Data provided START

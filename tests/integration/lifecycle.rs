//! start / status / stop / restart through the real binary.

use super::{poll_until, stdout_of, Harness};
use warden::process::is_process_alive;

#[test]
fn test_status_when_never_started() {
    let harness = Harness::new();
    let output = harness.run(&["status"]);

    assert!(output.status.success());
    assert!(stdout_of(&output).contains("stopped"));
    assert!(!harness.lock_path().exists());
}

#[test]
fn test_stop_without_lock_fails() {
    let harness = Harness::new();
    let output = harness.run(&["stop"]);

    assert!(!output.status.success());
    assert!(stdout_of(&output).contains("not running"));
}

#[test]
fn test_stale_lock_is_cleared_by_status() {
    let harness = Harness::new();
    std::fs::write(harness.lock_path(), "999999999").unwrap();

    let output = harness.run(&["status"]);
    assert!(output.status.success());
    assert!(stdout_of(&output).contains("stopped"));
    assert!(!harness.lock_path().exists());
}

#[test]
fn test_start_status_stop() {
    let harness = Harness::new();

    let output = harness.run(&["start"]);
    assert!(output.status.success(), "start failed: {output:?}");

    let pid = harness.wait_for_lock().expect("daemon never wrote its lock");
    assert!(is_process_alive(pid));

    let output = harness.run(&["status"]);
    assert!(output.status.success());
    assert!(stdout_of(&output).contains(&format!("running (pid {pid})")));

    // a second start leaves the running instance alone
    let output = harness.run(&["start"]);
    assert!(output.status.success());
    assert!(stdout_of(&output).contains("already running"));
    assert_eq!(harness.lock_pid(), Some(pid));

    let output = harness.run(&["stop"]);
    assert!(output.status.success(), "stop failed: {output:?}");
    assert!(!harness.lock_path().exists());
}

#[test]
fn test_restart_replaces_instance() {
    let harness = Harness::new();

    assert!(harness.run(&["start"]).status.success());
    let first = harness.wait_for_lock().expect("daemon never wrote its lock");

    let output = harness.run(&["restart"]);
    assert!(output.status.success(), "restart failed: {output:?}");

    let second = poll_until(|| harness.lock_pid().filter(|pid| *pid != first))
        .expect("restarted daemon never wrote its lock");
    assert!(is_process_alive(second));

    assert!(harness.run(&["stop"]).status.success());
    assert!(!harness.lock_path().exists());
}

#[test]
fn test_nolock_start_leaves_no_lock() {
    let harness = Harness::new();

    let output = harness
        .command()
        .args(["start", "nofork", "nolock"])
        .env("WARDEN_WORK_SECS", "0")
        .output()
        .unwrap();

    assert!(output.status.success());
    assert!(!harness.lock_path().exists());
}

#[test]
fn test_resident_start_clears_own_lock_on_finish() {
    let harness = Harness::new();

    let output = harness
        .command()
        .args(["start", "nofork", "lock"])
        .env("WARDEN_WORK_SECS", "0")
        .output()
        .unwrap();

    assert!(output.status.success());
    assert!(!harness.lock_path().exists());
}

Data provided END

Your answer should be only the number of lines in the entries above that hold the string "expect".

3